Consent is operational
Identity, grants, duration, stop, pause, and revocation are active session controls—not a paragraph hidden in terms.
Capability comparison
This comparison is within RealLexi Connect. It makes no unverifiable claims about another product, implementation, performance, or security posture.
| Capability | Web browser | Native desktop | Mobile |
|---|---|---|---|
| View an authorized remote display | Development | Target | Target |
| Share a local browser surface | User click | Not needed | Not needed |
| Inject system-wide host input | No | Platform permission | Policy dependent |
| Create a virtual display | No | Windows driver path | Viewer only |
| Hold an enrolled device key | No | Protected local storage | Platform key store |
| Trusted access | Not eligible | Explicit device rule | Policy dependent |
| Visible session stop | Required | Required | Required |
Compare with evidence
This table states RealLexi Connect design commitments and gives clients neutral questions for evaluating alternatives. It does not guess at another vendor’s implementation.

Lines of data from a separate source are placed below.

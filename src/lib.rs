//! # lambda-prune
//!
//! Deletes old versions of a project's AWS Lambda functions. Versions that an
//! alias points to, `$LATEST`, and the N most recently modified others are
//! kept; everything else is deleted, across every stage and region the
//! project deploys to.
//!
//! ## Usage
//!
//! ```bash
//! lambda-prune prune [FUNCTION]... [-s stage] [-r region] [-a] [-n keep] [--dry-run]
//! ```
//!
//! ## Modules
//!
//! - `app` - Process setup: configuration, logging and fatal error reporting
//! - `cli` - Argument parsing and command routing
//! - `config` - Project manifest model and loading
//! - `error` - Error types with numeric codes
//! - `provider` - Lambda provider abstraction, AWS SDK and in-memory implementations
//! - `prune` - Retention policy, throttle retry, bounded scheduling and orchestration
pub mod app;
pub mod cli;
pub mod config;
pub mod error;
pub mod provider;
pub mod prune;
//! Error handling at the process boundary

use tracing::error;

/// Print a fatal error and exit with its status code
///
/// A [`PruneError`](crate::error::PruneError) prints its user message, and
/// its developer message with `-v`. Other errors print their chain with `-v`
/// and exit with 1.
pub fn handle_fatal_error(error: anyhow::Error, verbose: u8) -> ! {
    use crate::error::PruneError;

    error!("Fatal error: {}", error);

    let exit_code = if let Some(prune_err) = error.downcast_ref::<PruneError>() {
        eprintln!("{}", prune_err.user_message());

        if verbose >= 1 {
            eprintln!("\nContext Chain:\n{}", prune_err.developer_message());
        }

        prune_err.exit_code()
    } else {
        eprintln!("Error: {error}");

        if verbose >= 1 {
            eprintln!("\nError chain:");
            for (i, cause) in error.chain().enumerate() {
                eprintln!("  {}: {}", i, cause);
            }
        }

        1
    };

    std::process::exit(exit_code)
}
use super::*;
use crate::error::ErrorCode;
use std::time::Duration;
use tempfile::TempDir;

const TOML_MANIFEST: &str = r#"
name = "shop"

[[stages]]
name = "dev"
regions = ["us-east-1"]

[[stages]]
name = "prod"
regions = ["us-east-1", "eu-west-1"]
profile = "shop-prod"

[[functions]]
name = "checkout"
path = "functions/checkout"

[[functions]]
name = "cart"
deployed_name = "${project}-${stage}-${function}"

[prune]
keep = 5
throttle_delay = "250ms"
"#;

#[test]
fn test_parse_toml_manifest() {
    let project = parse_project(TOML_MANIFEST, ManifestFormat::Toml).unwrap();

    assert_eq!(project.name, "shop");
    assert_eq!(project.stages.len(), 2);
    assert_eq!(project.stages[1].profile.as_deref(), Some("shop-prod"));
    assert_eq!(project.functions[1].deployed_name.as_deref(), Some("${project}-${stage}-${function}"));
    assert_eq!(project.prune.keep, 5);
    assert_eq!(project.prune.throttle_delay, Duration::from_millis(250));
    // Unset values fall back to defaults
    assert_eq!(project.prune.unit_concurrency, 3);
    assert_eq!(project.prune.delete_concurrency, 3);
}

#[test]
fn test_parse_yaml_manifest() {
    let yaml = r#"
name: shop
stages:
  - name: dev
    regions: [us-west-2]
functions:
  - name: checkout
"#;
    let project = parse_project(yaml, ManifestFormat::Yaml).unwrap();

    assert_eq!(project.regions("dev"), vec!["us-west-2"]);
    assert_eq!(project.functions.len(), 1);
    assert_eq!(project.prune, PruneSettings::default());
}

#[test]
fn test_manifest_without_stages_parses() {
    // Missing stages is reported by the prune run, not the loader
    let project = parse_project("name = \"shop\"", ManifestFormat::Toml).unwrap();
    assert!(project.stages.is_empty());
}

#[test]
fn test_duplicate_function_rejected() {
    let manifest = r#"
name = "shop"
[[functions]]
name = "checkout"
[[functions]]
name = "checkout"
"#;
    let err = parse_project(manifest, ManifestFormat::Toml).unwrap_err();
    assert_eq!(err.code(), ErrorCode::CONFIG_INVALID_VALUE);
    assert!(err.message().contains("defined more than once"));
}

#[test]
fn test_zero_concurrency_rejected() {
    let manifest = "name = \"shop\"\n[prune]\ndelete_concurrency = 0\n";
    assert!(parse_project(manifest, ManifestFormat::Toml).is_err());
}

#[test]
fn test_syntax_error_is_parse_error() {
    let err = parse_project("name = ", ManifestFormat::Toml).unwrap_err();
    assert!(err.is_config());
    assert_eq!(err.code(), ErrorCode::CONFIG_PARSE_ERROR);
}

#[test]
fn test_find_manifest_walks_up() {
    let dir = TempDir::new().unwrap();
    let nested = dir.path().join("functions").join("checkout");
    std::fs::create_dir_all(&nested).unwrap();
    std::fs::write(dir.path().join("lambda-prune.yml"), "name: shop\n").unwrap();

    let found = find_manifest(&nested).unwrap();
    assert_eq!(found, dir.path().join("lambda-prune.yml"));
    assert_eq!(ManifestFormat::from_path(&found), ManifestFormat::Yaml);
}

#[test]
fn test_find_manifest_prefers_toml() {
    let dir = TempDir::new().unwrap();
    std::fs::write(dir.path().join("lambda-prune.yml"), "name: a\n").unwrap();
    std::fs::write(dir.path().join("lambda-prune.toml"), "name = \"b\"\n").unwrap();

    assert_eq!(
        find_manifest(dir.path()).unwrap(),
        dir.path().join("lambda-prune.toml")
    );
}

#[tokio::test]
async fn test_load_project_sets_root() {
    let dir = TempDir::new().unwrap();
    let path = dir.path().join("lambda-prune.toml");
    std::fs::write(&path, TOML_MANIFEST).unwrap();

    let project = load_project(&path).await.unwrap();

    assert_eq!(project.root, dir.path().canonicalize().unwrap());
    assert_eq!(project.functions_in_context(&project.root).len(), 2);
}

#[tokio::test]
async fn test_load_missing_manifest() {
    let dir = TempDir::new().unwrap();
    let err = load_project(&dir.path().join("lambda-prune.toml"))
        .await
        .unwrap_err();
    assert_eq!(err.code(), ErrorCode::CONFIG_NOT_FOUND);
}

#[tokio::test]
async fn test_load_reports_manifest_path_on_parse_error() {
    let dir = TempDir::new().unwrap();
    let path = dir.path().join("lambda-prune.toml");
    std::fs::write(&path, "name = ").unwrap();

    let err = load_project(&path).await.unwrap_err();
    assert!(err.message().contains("lambda-prune.toml"));
}
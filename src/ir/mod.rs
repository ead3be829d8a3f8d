//! The mid-level intermediate representation and its lowering pass.

pub mod builder;
pub mod opcode;

pub use builder::{BlockHandle, IrBlock, IrBuilder, IrProgram};
pub use opcode::{FlagTag, IrInstr, IrOpcode, IrReg, RegisterAccessInfo, RegisterPointer};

| Decision criterion | RealLexi Connect commitment | What a client should verify anywhere |
|---|---|---|
| Host awareness | Persistent visible session state, live grants, pause, and immediate local stop are product requirements. | Can the host always see and end control, including trusted access? |
| Permission scope | View, pointer, keyboard, touch, pen, game controller, audio, clipboard, files, recording, and display actions remain separate grants. | Does one approval silently unlock unrelated data or input channels? |
| Service access to content | The control plane is designed for identity, authorization, signaling, entitlements, and content-free metadata—not customer session content. | Can service staff, administrators, or support tooling view or decrypt session content? |
| Platform truth | Unsupported APIs, missing signing, absent hardware evidence, and store-policy limits stay labeled and disabled. | Does the availability claim name the exact operating system, version, hardware, and test evidence? |
| Extensions | Browser and VS Code extensions have narrow local-agent duties; no remote shell, source harvesting, or general proxy belongs in the product. | What can the extension read, execute, forward, or persist? |
| Commercial clarity | Base-plan limits, opt-in add-ons, fair-use relay, release status, and annual billing terms are shown separately. | Are premium features, renewal cadence, quotas, and unavailable capabilities distinguishable before payment? |
Reasons to choose this direction
Identity, grants, duration, stop, pause, and revocation are active session controls—not a paragraph hidden in terms.
Capability detection and platform status replace buttons whose backends do not exist.
LAN, Wi-Fi, tethering, direct Ethernet, and internet routes use the same narrow session model instead of a remote shell.
The service coordinates authorization and metadata without a product path for staff screen access.